§ **ASSIGNMENT**: Go through the material below and count the lines containing the word "Some". Give that number by itself.

»»

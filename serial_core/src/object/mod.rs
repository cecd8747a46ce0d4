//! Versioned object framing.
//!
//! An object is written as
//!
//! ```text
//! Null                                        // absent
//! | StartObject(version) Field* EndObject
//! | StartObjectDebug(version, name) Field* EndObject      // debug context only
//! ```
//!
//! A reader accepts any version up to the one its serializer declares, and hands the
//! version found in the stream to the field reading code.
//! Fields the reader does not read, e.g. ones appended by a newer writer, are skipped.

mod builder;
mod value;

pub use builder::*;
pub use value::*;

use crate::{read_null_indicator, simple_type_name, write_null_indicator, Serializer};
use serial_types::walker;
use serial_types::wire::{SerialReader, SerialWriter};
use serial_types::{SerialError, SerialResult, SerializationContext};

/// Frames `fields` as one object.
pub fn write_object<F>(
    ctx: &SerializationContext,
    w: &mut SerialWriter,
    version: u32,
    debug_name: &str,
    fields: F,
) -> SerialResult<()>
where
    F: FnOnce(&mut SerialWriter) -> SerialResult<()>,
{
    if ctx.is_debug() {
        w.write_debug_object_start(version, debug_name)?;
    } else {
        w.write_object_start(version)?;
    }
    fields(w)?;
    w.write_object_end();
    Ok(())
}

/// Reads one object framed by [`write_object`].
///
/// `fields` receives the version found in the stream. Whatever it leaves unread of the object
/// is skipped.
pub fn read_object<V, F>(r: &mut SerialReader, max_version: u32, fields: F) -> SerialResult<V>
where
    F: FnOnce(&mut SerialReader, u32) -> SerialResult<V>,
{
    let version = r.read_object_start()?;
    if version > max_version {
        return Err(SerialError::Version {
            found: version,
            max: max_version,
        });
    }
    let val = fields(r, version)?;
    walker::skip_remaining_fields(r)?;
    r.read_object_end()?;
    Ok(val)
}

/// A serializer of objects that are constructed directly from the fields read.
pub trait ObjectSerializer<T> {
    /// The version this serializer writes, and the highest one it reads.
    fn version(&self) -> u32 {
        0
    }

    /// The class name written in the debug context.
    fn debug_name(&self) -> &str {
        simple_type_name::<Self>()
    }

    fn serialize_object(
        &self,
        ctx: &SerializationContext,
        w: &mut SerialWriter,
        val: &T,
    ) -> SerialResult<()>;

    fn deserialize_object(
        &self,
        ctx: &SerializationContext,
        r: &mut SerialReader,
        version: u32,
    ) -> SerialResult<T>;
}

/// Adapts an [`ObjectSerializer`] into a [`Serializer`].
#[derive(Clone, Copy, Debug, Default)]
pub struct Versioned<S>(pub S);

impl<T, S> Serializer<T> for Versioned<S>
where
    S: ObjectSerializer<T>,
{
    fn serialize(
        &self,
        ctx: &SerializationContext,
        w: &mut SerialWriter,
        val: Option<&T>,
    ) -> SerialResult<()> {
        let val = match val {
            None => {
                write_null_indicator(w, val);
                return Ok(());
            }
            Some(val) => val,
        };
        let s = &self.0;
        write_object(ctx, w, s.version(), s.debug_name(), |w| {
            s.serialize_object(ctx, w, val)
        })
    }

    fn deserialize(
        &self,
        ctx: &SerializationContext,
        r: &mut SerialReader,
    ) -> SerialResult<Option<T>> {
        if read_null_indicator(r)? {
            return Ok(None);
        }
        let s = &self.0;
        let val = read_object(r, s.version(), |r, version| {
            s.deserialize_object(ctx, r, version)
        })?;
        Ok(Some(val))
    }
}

««
»»

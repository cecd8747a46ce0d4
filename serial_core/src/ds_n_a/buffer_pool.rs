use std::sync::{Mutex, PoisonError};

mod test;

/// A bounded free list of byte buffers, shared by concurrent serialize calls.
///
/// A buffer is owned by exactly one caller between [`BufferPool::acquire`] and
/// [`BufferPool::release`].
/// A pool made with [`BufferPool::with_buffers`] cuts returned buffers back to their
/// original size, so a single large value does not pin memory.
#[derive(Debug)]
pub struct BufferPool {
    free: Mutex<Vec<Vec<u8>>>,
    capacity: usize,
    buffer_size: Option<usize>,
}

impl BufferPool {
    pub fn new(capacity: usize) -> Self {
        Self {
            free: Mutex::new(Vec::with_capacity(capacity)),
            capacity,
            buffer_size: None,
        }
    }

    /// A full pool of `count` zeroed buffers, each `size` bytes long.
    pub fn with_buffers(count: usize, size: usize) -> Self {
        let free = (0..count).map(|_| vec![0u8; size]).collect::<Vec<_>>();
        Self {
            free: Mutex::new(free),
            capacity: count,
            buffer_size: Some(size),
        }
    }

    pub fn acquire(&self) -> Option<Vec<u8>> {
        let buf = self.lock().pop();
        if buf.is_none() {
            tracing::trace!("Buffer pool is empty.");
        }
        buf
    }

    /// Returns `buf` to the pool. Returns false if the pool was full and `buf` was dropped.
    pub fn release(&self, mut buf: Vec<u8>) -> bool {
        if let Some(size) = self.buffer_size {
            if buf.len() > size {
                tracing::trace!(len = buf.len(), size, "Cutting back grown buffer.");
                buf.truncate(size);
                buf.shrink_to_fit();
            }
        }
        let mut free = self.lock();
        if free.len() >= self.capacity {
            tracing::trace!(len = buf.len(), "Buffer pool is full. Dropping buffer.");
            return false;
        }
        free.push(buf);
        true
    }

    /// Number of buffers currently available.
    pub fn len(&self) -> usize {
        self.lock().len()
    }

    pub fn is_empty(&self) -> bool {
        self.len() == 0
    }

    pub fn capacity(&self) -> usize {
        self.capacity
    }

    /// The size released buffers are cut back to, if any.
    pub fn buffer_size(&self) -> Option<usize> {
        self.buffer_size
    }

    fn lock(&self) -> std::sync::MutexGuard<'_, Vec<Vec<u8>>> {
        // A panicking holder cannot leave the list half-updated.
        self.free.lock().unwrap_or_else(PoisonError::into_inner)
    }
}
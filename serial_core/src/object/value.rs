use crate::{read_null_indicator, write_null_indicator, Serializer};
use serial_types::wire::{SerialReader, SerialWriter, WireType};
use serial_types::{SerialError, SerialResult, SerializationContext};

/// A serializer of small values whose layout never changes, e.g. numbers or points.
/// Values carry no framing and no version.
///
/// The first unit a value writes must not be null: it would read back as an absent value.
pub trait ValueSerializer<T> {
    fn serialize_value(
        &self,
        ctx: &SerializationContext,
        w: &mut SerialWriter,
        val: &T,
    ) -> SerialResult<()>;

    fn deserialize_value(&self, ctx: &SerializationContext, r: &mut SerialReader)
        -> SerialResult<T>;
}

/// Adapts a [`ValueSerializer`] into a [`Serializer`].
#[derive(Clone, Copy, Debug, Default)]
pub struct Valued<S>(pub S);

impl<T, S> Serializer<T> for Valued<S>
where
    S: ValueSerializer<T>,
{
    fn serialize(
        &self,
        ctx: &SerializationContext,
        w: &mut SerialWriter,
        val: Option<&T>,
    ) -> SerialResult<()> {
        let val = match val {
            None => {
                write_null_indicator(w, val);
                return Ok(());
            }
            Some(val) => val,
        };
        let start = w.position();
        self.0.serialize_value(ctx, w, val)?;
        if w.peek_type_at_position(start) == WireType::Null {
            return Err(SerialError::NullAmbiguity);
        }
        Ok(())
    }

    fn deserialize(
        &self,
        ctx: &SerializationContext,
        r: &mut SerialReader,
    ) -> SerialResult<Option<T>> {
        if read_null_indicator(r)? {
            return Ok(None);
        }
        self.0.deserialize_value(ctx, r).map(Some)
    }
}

««
»»

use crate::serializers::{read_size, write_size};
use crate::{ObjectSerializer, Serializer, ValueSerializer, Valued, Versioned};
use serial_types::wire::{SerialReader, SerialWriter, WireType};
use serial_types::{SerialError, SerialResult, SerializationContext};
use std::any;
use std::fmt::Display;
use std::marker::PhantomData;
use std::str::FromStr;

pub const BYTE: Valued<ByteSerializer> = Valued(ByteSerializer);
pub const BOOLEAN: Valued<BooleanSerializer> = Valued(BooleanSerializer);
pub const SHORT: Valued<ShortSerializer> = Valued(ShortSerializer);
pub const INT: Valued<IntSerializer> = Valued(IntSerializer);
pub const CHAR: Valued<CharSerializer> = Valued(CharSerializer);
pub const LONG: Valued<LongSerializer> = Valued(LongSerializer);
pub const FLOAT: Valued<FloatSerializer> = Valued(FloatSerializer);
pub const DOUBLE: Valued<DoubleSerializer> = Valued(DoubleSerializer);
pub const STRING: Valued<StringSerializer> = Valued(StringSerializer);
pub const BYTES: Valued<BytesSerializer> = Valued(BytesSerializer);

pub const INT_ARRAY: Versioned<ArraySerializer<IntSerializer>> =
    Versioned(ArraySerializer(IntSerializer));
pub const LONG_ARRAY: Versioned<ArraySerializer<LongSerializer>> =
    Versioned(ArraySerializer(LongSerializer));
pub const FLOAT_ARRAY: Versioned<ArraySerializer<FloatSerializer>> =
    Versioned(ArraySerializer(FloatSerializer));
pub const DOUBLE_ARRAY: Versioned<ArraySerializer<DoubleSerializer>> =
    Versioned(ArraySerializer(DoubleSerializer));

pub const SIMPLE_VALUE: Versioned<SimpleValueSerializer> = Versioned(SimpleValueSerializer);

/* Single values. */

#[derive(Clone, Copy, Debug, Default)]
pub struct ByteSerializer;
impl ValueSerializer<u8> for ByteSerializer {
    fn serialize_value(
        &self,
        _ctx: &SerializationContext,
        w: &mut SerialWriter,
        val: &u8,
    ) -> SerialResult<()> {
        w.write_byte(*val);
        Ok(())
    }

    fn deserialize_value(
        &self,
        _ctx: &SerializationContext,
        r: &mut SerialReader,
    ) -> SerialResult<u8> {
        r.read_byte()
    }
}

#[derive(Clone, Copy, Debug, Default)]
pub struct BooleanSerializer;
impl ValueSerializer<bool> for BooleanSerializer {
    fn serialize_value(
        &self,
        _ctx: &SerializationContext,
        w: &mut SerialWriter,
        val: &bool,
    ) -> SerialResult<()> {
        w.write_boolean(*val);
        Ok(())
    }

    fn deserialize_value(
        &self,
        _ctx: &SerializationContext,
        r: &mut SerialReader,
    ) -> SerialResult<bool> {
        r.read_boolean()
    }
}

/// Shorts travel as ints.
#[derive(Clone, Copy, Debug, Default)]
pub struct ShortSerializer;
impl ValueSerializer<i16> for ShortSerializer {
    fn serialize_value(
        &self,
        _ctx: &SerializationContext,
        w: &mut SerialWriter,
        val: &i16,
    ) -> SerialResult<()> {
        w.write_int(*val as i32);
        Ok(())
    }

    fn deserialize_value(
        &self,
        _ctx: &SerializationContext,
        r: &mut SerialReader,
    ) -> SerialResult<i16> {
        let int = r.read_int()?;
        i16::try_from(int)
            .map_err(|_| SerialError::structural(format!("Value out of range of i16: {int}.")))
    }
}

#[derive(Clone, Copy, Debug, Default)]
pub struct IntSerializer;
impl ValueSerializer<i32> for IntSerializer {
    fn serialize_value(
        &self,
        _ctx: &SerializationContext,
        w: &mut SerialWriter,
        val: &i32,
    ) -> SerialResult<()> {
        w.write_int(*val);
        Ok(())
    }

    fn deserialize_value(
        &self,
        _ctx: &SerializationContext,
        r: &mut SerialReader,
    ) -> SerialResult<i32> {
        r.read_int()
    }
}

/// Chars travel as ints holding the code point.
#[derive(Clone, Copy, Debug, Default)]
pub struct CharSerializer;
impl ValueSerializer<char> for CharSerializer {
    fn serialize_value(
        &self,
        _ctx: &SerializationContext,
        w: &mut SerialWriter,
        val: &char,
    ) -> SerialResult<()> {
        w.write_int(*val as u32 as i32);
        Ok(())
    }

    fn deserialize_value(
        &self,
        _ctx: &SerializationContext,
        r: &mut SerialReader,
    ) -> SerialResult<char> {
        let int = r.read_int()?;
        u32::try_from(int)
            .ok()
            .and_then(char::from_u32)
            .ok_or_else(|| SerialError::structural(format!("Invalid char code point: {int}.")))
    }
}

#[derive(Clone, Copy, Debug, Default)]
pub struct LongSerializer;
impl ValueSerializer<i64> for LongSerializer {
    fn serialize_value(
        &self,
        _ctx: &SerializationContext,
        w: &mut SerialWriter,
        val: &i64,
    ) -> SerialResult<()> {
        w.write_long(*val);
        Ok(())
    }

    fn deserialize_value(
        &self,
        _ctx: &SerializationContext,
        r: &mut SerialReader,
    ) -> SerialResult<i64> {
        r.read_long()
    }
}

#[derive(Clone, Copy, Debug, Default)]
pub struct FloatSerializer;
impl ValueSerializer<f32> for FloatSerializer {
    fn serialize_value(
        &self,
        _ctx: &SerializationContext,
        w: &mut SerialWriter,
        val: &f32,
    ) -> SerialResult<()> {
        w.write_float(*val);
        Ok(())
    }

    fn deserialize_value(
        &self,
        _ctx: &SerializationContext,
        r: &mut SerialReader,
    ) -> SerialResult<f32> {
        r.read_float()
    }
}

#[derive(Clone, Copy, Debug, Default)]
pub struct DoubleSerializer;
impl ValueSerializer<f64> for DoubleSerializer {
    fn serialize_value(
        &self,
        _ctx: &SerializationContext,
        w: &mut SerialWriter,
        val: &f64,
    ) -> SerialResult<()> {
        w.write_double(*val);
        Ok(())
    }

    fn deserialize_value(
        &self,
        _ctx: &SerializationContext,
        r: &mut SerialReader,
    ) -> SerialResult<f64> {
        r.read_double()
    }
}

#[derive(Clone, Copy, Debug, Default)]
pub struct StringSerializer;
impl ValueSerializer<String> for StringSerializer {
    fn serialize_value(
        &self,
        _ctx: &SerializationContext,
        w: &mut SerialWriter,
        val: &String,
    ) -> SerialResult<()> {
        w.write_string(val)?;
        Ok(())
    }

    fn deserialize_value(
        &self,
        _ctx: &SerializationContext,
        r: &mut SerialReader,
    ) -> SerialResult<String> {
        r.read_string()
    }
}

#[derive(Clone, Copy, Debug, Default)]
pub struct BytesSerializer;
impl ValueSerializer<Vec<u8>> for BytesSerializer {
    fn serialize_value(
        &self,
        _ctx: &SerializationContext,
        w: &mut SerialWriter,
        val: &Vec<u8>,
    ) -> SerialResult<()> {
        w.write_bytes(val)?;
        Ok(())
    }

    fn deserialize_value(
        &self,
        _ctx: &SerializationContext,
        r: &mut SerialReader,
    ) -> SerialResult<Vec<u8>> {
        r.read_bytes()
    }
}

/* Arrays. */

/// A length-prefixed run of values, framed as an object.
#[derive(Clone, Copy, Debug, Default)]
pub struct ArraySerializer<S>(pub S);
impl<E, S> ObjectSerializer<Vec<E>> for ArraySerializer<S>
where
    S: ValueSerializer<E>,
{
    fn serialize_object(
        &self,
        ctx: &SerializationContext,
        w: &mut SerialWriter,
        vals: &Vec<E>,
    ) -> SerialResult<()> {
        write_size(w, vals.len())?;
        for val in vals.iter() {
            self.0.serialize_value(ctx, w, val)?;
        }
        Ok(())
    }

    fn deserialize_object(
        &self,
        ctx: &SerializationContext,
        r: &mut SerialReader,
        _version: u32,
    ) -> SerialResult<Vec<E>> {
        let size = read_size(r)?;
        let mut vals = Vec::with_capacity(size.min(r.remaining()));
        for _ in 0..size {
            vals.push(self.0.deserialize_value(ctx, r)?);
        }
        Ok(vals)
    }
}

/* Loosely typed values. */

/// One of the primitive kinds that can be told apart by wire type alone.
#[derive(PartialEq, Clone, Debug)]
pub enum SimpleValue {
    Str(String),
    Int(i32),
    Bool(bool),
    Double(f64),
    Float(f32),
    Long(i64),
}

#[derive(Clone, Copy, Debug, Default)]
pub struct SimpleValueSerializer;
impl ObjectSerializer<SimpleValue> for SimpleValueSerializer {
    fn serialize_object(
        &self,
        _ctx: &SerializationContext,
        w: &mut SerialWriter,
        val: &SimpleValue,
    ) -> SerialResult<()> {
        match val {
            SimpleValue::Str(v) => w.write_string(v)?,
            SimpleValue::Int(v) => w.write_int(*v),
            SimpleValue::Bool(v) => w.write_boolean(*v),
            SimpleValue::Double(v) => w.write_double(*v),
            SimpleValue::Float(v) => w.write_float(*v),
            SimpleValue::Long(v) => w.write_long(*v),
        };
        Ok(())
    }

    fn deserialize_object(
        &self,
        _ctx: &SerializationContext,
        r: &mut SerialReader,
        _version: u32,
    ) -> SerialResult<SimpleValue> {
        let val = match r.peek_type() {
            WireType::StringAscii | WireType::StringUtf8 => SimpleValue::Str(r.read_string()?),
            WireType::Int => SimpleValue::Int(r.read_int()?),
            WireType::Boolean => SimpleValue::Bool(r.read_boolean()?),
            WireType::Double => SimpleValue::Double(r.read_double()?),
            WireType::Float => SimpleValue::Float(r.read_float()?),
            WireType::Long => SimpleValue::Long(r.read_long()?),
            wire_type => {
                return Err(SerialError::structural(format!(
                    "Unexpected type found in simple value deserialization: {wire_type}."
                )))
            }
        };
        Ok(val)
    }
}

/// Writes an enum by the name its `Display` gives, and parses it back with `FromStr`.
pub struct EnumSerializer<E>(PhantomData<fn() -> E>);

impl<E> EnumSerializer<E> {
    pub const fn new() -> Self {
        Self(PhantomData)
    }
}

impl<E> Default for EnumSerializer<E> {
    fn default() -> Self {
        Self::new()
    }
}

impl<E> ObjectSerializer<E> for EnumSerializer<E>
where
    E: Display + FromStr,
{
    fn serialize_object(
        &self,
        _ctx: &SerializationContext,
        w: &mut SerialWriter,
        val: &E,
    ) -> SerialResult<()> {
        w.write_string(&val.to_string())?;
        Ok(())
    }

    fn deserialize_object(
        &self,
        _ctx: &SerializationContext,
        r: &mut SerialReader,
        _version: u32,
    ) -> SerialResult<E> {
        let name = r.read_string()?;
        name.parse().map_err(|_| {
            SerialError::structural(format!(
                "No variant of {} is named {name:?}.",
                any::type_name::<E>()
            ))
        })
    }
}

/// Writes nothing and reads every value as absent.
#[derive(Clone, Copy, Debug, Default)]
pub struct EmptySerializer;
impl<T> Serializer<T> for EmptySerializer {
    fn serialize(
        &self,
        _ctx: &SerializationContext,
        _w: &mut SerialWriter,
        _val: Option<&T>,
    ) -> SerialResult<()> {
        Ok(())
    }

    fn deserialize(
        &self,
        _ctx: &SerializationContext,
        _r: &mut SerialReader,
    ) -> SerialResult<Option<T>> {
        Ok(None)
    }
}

««

§ **RESPONSE BELOW**: 6